It’s unsurprising that the program formerly known as food stamps, currently the Supplemental Nutrition Assistance Program, didn’t receive a mention at last night’s State of the Union address. The policies the President discussed outlined an aspirational portrait of where the country should be and the changes he believes are necessary to achieving that vision. At a time when over 46 million people are on SNAP to meet their most basic of needs, putting food on the table, it could be an uncomfortable reminder of the distance between where we are and where he’d have us be. Of course, not providing fodder for the “food stamp President” moniker assigned by one of the Republican contenders for his job might have also crossed his mind.

While unsurprising, it’s also an unfortunate missed opportunity to recast this program, which has played such a critical role serving our countries most vulnerable families in the recession and its aftermath, as a key player in achieving other items in his “built to last” agenda. Kids, for instance, make up almost half of SNAP recipients. There is extensive research showing that hungry kids have a harder time learning in school and that the absence of adequate nutrition early in life can also impair cognitive development. Maintaining a SNAP benefit that is accessible and sufficient to support the nutritional needs of growing, learning children should also be seen as part of the President’s strategy to produce an educated and competitive workforce. Similarly, adults who go without enough to eat are much more susceptible to illness that prevents them from working. Both of these situations undermine the productive capacity of the economy, and SNAP deserves credit for mitigating both the hardship faces by families and the impact that experience has on the broader economy.
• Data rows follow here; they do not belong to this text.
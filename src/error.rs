use axum::http::StatusCode;
use axum::response::{IntoResponse, Response};

use crate::api::ApiError;

/// Failures a request handler can end with.
#[derive(Debug, thiserror::Error)]
pub enum AppError {
    #[error("no such blog")]
    NotFound,

    #[error("not allowed for this viewer")]
    Unauthorized,

    #[error("session store: {0}")]
    Storage(#[from] rusqlite::Error),

    #[error("session store pool: {0}")]
    Pool(#[from] r2d2::Error),

    #[error("session store lock poisoned")]
    Poisoned,

    #[error("session payload: {0}")]
    Payload(#[from] serde_json::Error),

    #[error("Inkwell API: {0}")]
    Api(#[from] ApiError),
}

impl AppError {
    pub fn status(&self) -> StatusCode {
        match self {
            AppError::NotFound => StatusCode::NOT_FOUND,
            AppError::Unauthorized => StatusCode::UNAUTHORIZED,
            AppError::Api(_) => StatusCode::BAD_GATEWAY,
            AppError::Storage(_) | AppError::Pool(_) | AppError::Poisoned | AppError::Payload(_) => {
                StatusCode::INTERNAL_SERVER_ERROR
            }
        }
    }
}

impl IntoResponse for AppError {
    fn into_response(self) -> Response {
        let status = self.status();
        let message = match &self {
            AppError::NotFound => "Blog not found".to_string(),
            AppError::Unauthorized => "You are not allowed to do that".to_string(),
            AppError::Api(e) => {
                tracing::warn!("{}", self);
                e.user_message("Something went wrong. Please try again.")
            }
            _ => {
                tracing::error!("{}", self);
                "Internal server error".to_string()
            }
        };

        (status, message).into_response()
    }
}

pub type AppResult<T> = Result<T, AppError>;
use std::sync::Arc;

use r2d2::Pool;
use r2d2_sqlite::SqliteConnectionManager;

use crate::api::InkwellApi;
use crate::auth::storage::{MemoryStorage, SqliteStorage};
use crate::auth::SessionStore;
use crate::config::Config;

pub type DbPool = Pool<SqliteConnectionManager>;

#[derive(Clone)]
pub struct AppState {
    pub config: Config,
    pub api: Arc<dyn InkwellApi>,
    pub sessions: SessionStore,
}

impl AppState {
    /// Wire the session store over the SQLite pool (persistent area) and a fresh in-memory map
    /// (volatile area).
    pub fn new(config: Config, db: DbPool, api: Arc<dyn InkwellApi>) -> Self {
        let sessions = SessionStore::new(
            Arc::new(SqliteStorage::new(db)),
            Arc::new(MemoryStorage::with_idle_limit(config.auth.volatile_idle())),
        );
        Self {
            config,
            api,
            sessions,
        }
    }
}
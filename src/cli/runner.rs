//! CLI runner - executes commands

use crate::cli::commands::{Cli, Commands, OutputFormat};
use crate::config::ClientConfig;
use crate::error::{Error, Result, ResultExt};
use crate::http::retry_rate_limited;
use crate::pagination::{CollectionError, PaginationConfig, PaginationEngine, RemoteCollection};
use crate::session::SessionManager;
use crate::types::Method;
use serde_json::{json, Value};
use tracing::{info, warn};

/// Environment variable holding the account password
pub const PASSWORD_ENV: &str = "VOYAGER_PASSWORD";

/// CLI runner
pub struct Runner {
    cli: Cli,
}

impl Runner {
    /// Create a new runner
    pub fn new(cli: Cli) -> Self {
        Self { cli }
    }

    /// Run the CLI command
    pub async fn run(&self) -> Result<()> {
        match &self.cli.command {
            Commands::Login { password, force } => self.login(password.as_deref(), *force).await,
            Commands::Restore => self.restore().await,
            Commands::Logout => self.logout().await,
            Commands::Get { path } => self.get(path).await,
            Commands::Collect {
                path,
                limit,
                page_size,
                params,
                allow_partial,
            } => {
                self.collect(path, *limit, *page_size, params, *allow_partial)
                    .await
            }
        }
    }

    /// Load configuration
    fn load_config(&self) -> Result<ClientConfig> {
        let mut config = match &self.cli.config {
            Some(path) => ClientConfig::from_file(path)
                .with_context(|| format!("Failed to load config {}", path.display()))?,
            None => ClientConfig::default(),
        };
        if let Some(dir) = &self.cli.cookies_dir {
            config.storage_root = Some(dir.clone());
        }
        Ok(config)
    }

    fn session(&self) -> Result<SessionManager> {
        SessionManager::from_config(self.load_config()?)
    }

    fn user(&self) -> Result<&str> {
        self.cli
            .user
            .as_deref()
            .ok_or_else(|| Error::config("Account not specified (use -u flag)"))
    }

    fn password(flag: Option<&str>) -> Option<String> {
        flag.map(String::from)
            .or_else(|| std::env::var(PASSWORD_ENV).ok())
            .filter(|p| !p.is_empty())
    }

    /// Restore the stored session, or log in when a password is available
    async fn establish(&self, session: &SessionManager) -> Result<()> {
        let user = self.user()?;
        if let Some(password) = Self::password(None) {
            return session.login(user, &password).await;
        }
        match session.restore_session(user).await {
            Ok(true) => Ok(()),
            Ok(false) => Err(Error::config(format!(
                "No stored session for '{user}'; run `login` first or set {PASSWORD_ENV}"
            ))),
            Err(e) => Err(e),
        }
    }

    /// Log in
    async fn login(&self, password: Option<&str>, force: bool) -> Result<()> {
        let user = self.user()?;
        let password = Self::password(password)
            .ok_or_else(|| Error::config(format!("Password not given (use --password or {PASSWORD_ENV})")))?;
        let session = self.session()?;

        if force {
            session.authenticate(user, &password).await?;
        } else {
            session.login(user, &password).await?;
        }

        info!(user, "logged in");
        self.output_message(&json!({
            "type": "LOGIN",
            "user": user,
            "state": session.state().await.to_string(),
            "cookies_path": session.store().record_path(user)?,
        }));
        Ok(())
    }

    /// Check the stored session
    async fn restore(&self) -> Result<()> {
        let user = self.user()?;
        let session = self.session()?;

        let (restored, expired) = match session.restore_session(user).await {
            Ok(restored) => (restored, false),
            Err(Error::SessionExpired { .. }) => (false, true),
            Err(e) => return Err(e),
        };

        self.output_message(&json!({
            "type": "RESTORE",
            "user": user,
            "restored": restored,
            "expired": expired,
        }));
        Ok(())
    }

    /// Delete the stored session
    async fn logout(&self) -> Result<()> {
        let user = self.user()?;
        let session = self.session()?;
        session
            .store()
            .delete(user)
            .await
            .context("Failed to delete stored session")?;

        self.output_message(&json!({ "type": "LOGOUT", "user": user }));
        Ok(())
    }

    /// Issue one authorized GET
    async fn get(&self, path: &str) -> Result<()> {
        let session = self.session()?;
        self.establish(&session).await?;

        let config = session.config();
        let response = retry_rate_limited(&config.retry_backoff, config.rate_limit_retries, || {
            session.request_with_reauth(Method::GET, path, None)
        })
        .await?;

        let body = response
            .json::<Value>()
            .unwrap_or_else(|_| Value::String(response.text()));
        self.output_message(&json!({
            "type": "RESPONSE",
            "status": response.status,
            "body": body,
        }));
        Ok(())
    }

    /// Fetch a paged collection
    async fn collect(
        &self,
        path: &str,
        limit: Option<usize>,
        page_size: Option<usize>,
        params: &[String],
        allow_partial: bool,
    ) -> Result<()> {
        let session = self.session()?;
        self.establish(&session).await?;

        let config = session.config();
        let page_size = page_size.unwrap_or(config.page_size);
        let engine = PaginationEngine::new(PaginationConfig::from(config));

        let mut collection = RemoteCollection::new(&session, path);
        for param in params {
            let (key, value) = parse_param(param)?;
            collection = collection.param(key, value);
        }

        let collection = &collection;
        let engine = &engine;
        let (aggregate, failure) =
            retry_rate_limited(&config.retry_backoff, config.rate_limit_retries, move || async move {
                match collection.collect(engine, page_size, limit).await {
                    Ok(aggregate) => Ok((aggregate, None)),
                    Err(CollectionError::Partial(partial))
                        if allow_partial && !partial.cause.is_rate_limited() =>
                    {
                        Ok((partial.partial, Some(partial.cause)))
                    }
                    Err(e) => Err(Error::from(e)),
                }
            })
            .await?;

        if let Some(cause) = &failure {
            warn!(error = %cause, fetched = aggregate.fetched_count, "returning partial collection");
        }

        let mut message = serde_json::to_value(&aggregate)?;
        if let Value::Object(map) = &mut message {
            map.insert("type".to_string(), json!("COLLECTION"));
            map.insert("path".to_string(), json!(path));
            if let Some(cause) = failure {
                map.insert("error".to_string(), json!(cause.to_string()));
            }
        }
        self.output_message(&message);
        Ok(())
    }

    /// Output a message
    fn output_message(&self, msg: &Value) {
        match self.cli.format {
            OutputFormat::Json => {
                println!("{}", serde_json::to_string(msg).unwrap_or_default());
            }
            OutputFormat::Pretty => {
                println!("{}", serde_json::to_string_pretty(msg).unwrap_or_default());
            }
        }
    }
}

/// Split a `key=value` query parameter
fn parse_param(param: &str) -> Result<(&str, &str)> {
    match param.split_once('=') {
        Some((key, value)) if !key.is_empty() => Ok((key, value)),
        _ => Err(Error::config(format!(
            "Invalid parameter '{param}', expected key=value"
        ))),
    }
}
Ultimately, the success of programs like SNAP that are intended to improve the well-being of low-income families should be measured against both their ability to help people advance economically and provide traction to safeguard their progress. Savings uniquely work to achieve these objectives in tandem by helping families develop a stock of resources to buffer against financial shocks and to make productive investments for the future. Currently, however, SNAP and other means tested programs explicitly restrict the amount of savings a family can have to receive these services. Given the number of families who are relying on these programs, it is more important than ever that they serve as platform for building long term financial stability as well as meeting immediate needs. Removing these asset limits is a clear way of communicating that self-sufficiency is a goal of public assistance programs, and families who invest in their future will be supported, not penalized. And it’s a policy that models the value extolled in the State of the Union where “hard work pays off, and responsibility is rewarded.” In his budget two years ago, the President included a proposal that would establish a universal $10,000 floor for asset limits across most programs, but it hasn’t made an appearance since then. Now would be a good time to dust it off.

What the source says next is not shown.